= Directions for this task =
Where a line contains the word "Clone", copy that line from the records below.

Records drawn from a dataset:
---

//! RIFF/WAVE PCM parsing

use std::path::Path;
use thiserror::Error;

#[derive(Error, Debug, Clone, PartialEq)]
pub enum WavError {
    #[error("Failed to read '{path}': {message}")]
    Io { path: String, message: String },
    #[error("Missing RIFF signature")]
    NotRiff,
    #[error("Missing WAVE format tag")]
    NotWave,
    #[error("Missing 'fmt ' chunk")]
    MissingFormat,
    #[error("Missing 'data' chunk")]
    MissingData,
    #[error("'{chunk}' chunk declares {declared} bytes but only {available} remain")]
    Truncated {
        chunk: String,
        declared: usize,
        available: usize,
    },
    #[error("Unsupported format: audio format {audio_format}, {channels} channels, {bits_per_sample} bits")]
    Unsupported {
        audio_format: u16,
        channels: u16,
        bits_per_sample: u16,
    },
}

/// Contents of the `fmt ` chunk
#[derive(Debug, Clone, Copy, PartialEq, Eq)]
pub struct WavFormat {
    pub audio_format: u16,
    pub channels: u16,
    pub sample_rate: u32,
    pub byte_rate: u32,
    pub block_align: u16,
    pub bits_per_sample: u16,
}

/// Channel/bit-depth combinations playback accepts
#[derive(Debug, Clone, Copy, PartialEq, Eq)]
pub enum SampleFormat {
    Mono8,
    Mono16,
    Stereo8,
    Stereo16,
}

impl SampleFormat {
    pub fn channels(&self) -> u16 {
        match self {
            SampleFormat::Mono8 | SampleFormat::Mono16 => 1,
            SampleFormat::Stereo8 | SampleFormat::Stereo16 => 2,
        }
    }

    pub fn bits_per_sample(&self) -> u16 {
        match self {
            SampleFormat::Mono8 | SampleFormat::Stereo8 => 8,
            SampleFormat::Mono16 | SampleFormat::Stereo16 => 16,
        }
    }

    /// Bytes per sample frame
    pub fn frame_size(&self) -> usize {
        self.channels() as usize * self.bits_per_sample() as usize / 8
    }
}

impl WavFormat {
    pub fn sample_format(&self) -> Result<SampleFormat, WavError> {
        let format = match (self.audio_format, self.channels, self.bits_per_sample) {
            (1, 1, 8) => SampleFormat::Mono8,
            (1, 1, 16) => SampleFormat::Mono16,
            (1, 2, 8) => SampleFormat::Stereo8,
            (1, 2, 16) => SampleFormat::Stereo16,
            _ => {
                return Err(WavError::Unsupported {
                    audio_format: self.audio_format,
                    channels: self.channels,
                    bits_per_sample: self.bits_per_sample,
                })
            }
        };
        Ok(format)
    }
}

/// A parsed WAV file
#[derive(Debug, Clone, PartialEq)]
pub struct WavData {
    pub format: WavFormat,
    pub sample_format: SampleFormat,
    pub data: Vec<u8>,
}

fn u16_at(bytes: &[u8], offset: usize) -> u16 {
    u16::from_le_bytes([bytes[offset], bytes[offset + 1]])
}

fn u32_at(bytes: &[u8], offset: usize) -> u32 {
    u32::from_le_bytes([
        bytes[offset],
        bytes[offset + 1],
        bytes[offset + 2],
        bytes[offset + 3],
    ])
}

/// Parse a RIFF/WAVE byte stream holding 8 or 16 bit mono or stereo PCM
pub fn parse(bytes: &[u8]) -> Result<WavData, WavError> {
    if bytes.len() < 4 || &bytes[0..4] != b"RIFF" {
        return Err(WavError::NotRiff);
    }
    if bytes.len() < 12 || &bytes[8..12] != b"WAVE" {
        return Err(WavError::NotWave);
    }

    let mut format = None;
    let mut offset = 12;
    while offset + 8 <= bytes.len() {
        let id = &bytes[offset..offset + 4];
        let size = u32_at(bytes, offset + 4) as usize;
        let body = offset + 8;
        let available = bytes.len() - body;

        if id == b"fmt " {
            if size < 16 || size > available {
                return Err(WavError::Truncated {
                    chunk: "fmt ".to_string(),
                    declared: size,
                    available,
                });
            }
            format = Some(WavFormat {
                audio_format: u16_at(bytes, body),
                channels: u16_at(bytes, body + 2),
                sample_rate: u32_at(bytes, body + 4),
                byte_rate: u32_at(bytes, body + 8),
                block_align: u16_at(bytes, body + 12),
                bits_per_sample: u16_at(bytes, body + 14),
            });
        } else if id == b"data" {
            let format = format.ok_or(WavError::MissingFormat)?;
            let sample_format = format.sample_format()?;
            if size > available {
                return Err(WavError::Truncated {
                    chunk: "data".to_string(),
                    declared: size,
                    available,
                });
            }
            return Ok(WavData {
                format,
                sample_format,
                data: bytes[body..body + size].to_vec(),
            });
        }

        // Chunks are padded to an even size
        offset = body.saturating_add(size).saturating_add(size & 1);
    }

    match format {
        Some(format) => {
            format.sample_format()?;
            Err(WavError::MissingData)
        }
        None => Err(WavError::MissingFormat),
    }
}

/// Read and parse a WAV file
pub fn read(path: &Path) -> Result<WavData, WavError> {
    let bytes = std::fs::read(path).map_err(|e| WavError::Io {
        path: path.display().to_string(),
        message: e.to_string(),
    })?;
    parse(&bytes)
}

/// Encode PCM bytes as a canonical 44-byte-header WAV stream
pub fn encode(format: SampleFormat, sample_rate: u32, data: &[u8]) -> Vec<u8> {
    let channels = format.channels();
    let bits = format.bits_per_sample();
    let block_align = format.frame_size() as u16;

    let mut bytes = Vec::with_capacity(44 + data.len());
    bytes.extend_from_slice(b"RIFF");
    bytes.extend_from_slice(&(36 + data.len() as u32).to_le_bytes());
    bytes.extend_from_slice(b"WAVE");
    bytes.extend_from_slice(b"fmt ");
    bytes.extend_from_slice(&16u32.to_le_bytes());
    bytes.extend_from_slice(&1u16.to_le_bytes());
    bytes.extend_from_slice(&channels.to_le_bytes());
    bytes.extend_from_slice(&sample_rate.to_le_bytes());
    bytes.extend_from_slice(&(sample_rate * block_align as u32).to_le_bytes());
    bytes.extend_from_slice(&block_align.to_le_bytes());
    bytes.extend_from_slice(&bits.to_le_bytes());
    bytes.extend_from_slice(b"data");
    bytes.extend_from_slice(&(data.len() as u32).to_le_bytes());
    bytes.extend_from_slice(data);
    bytes
}

#[cfg(test)]
mod tests {
    use super::*;

    #[test]
    fn test_skips_unknown_chunks() {
        let mut bytes = encode(SampleFormat::Stereo8, 22050, &[1, 2, 3, 4]);
        // Splice a LIST chunk with odd size between fmt and data
        let list = [b"LIST".as_slice(), &3u32.to_le_bytes(), &[9, 9, 9, 0]].concat();
        bytes.splice(36..36, list);

        let wav = parse(&bytes).unwrap();
        assert_eq!(wav.sample_format, SampleFormat::Stereo8);
        assert_eq!(wav.data, vec![1, 2, 3, 4]);
    }

    #[test]
    fn test_rejects_32_bit() {
        let mut bytes = encode(SampleFormat::Mono16, 44100, &[0; 8]);
        bytes[34..36].copy_from_slice(&32u16.to_le_bytes());
        assert!(matches!(
            parse(&bytes),
            Err(WavError::Unsupported {
                bits_per_sample: 32,
                ..
            })
        ));
    }

    #[test]
    fn test_rejects_non_pcm() {
        let mut bytes = encode(SampleFormat::Mono16, 44100, &[0; 8]);
        bytes[20..22].copy_from_slice(&3u16.to_le_bytes());
        assert!(matches!(parse(&bytes), Err(WavError::Unsupported { .. })));
    }

    #[test]
    fn test_signature_checks() {
        assert_eq!(parse(b"RIFX"), Err(WavError::NotRiff));
        assert_eq!(parse(b"RIFF\0\0\0\0WAVX"), Err(WavError::NotWave));
        assert_eq!(parse(b"RIFF\0\0\0\0WAVE"), Err(WavError::MissingFormat));
    }

    #[test]
    fn test_truncated_data() {
        let mut bytes = encode(SampleFormat::Mono8, 8000, &[0; 10]);
        bytes.truncate(bytes.len() - 4);
        assert!(matches!(parse(&bytes), Err(WavError::Truncated { .. })));
    }
}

---

= Output below =
#[derive(Error, Debug, Clone, PartialEq)]
#[derive(Debug, Clone, Copy, PartialEq, Eq)]
#[derive(Debug, Clone, Copy, PartialEq, Eq)]
#[derive(Debug, Clone, PartialEq)]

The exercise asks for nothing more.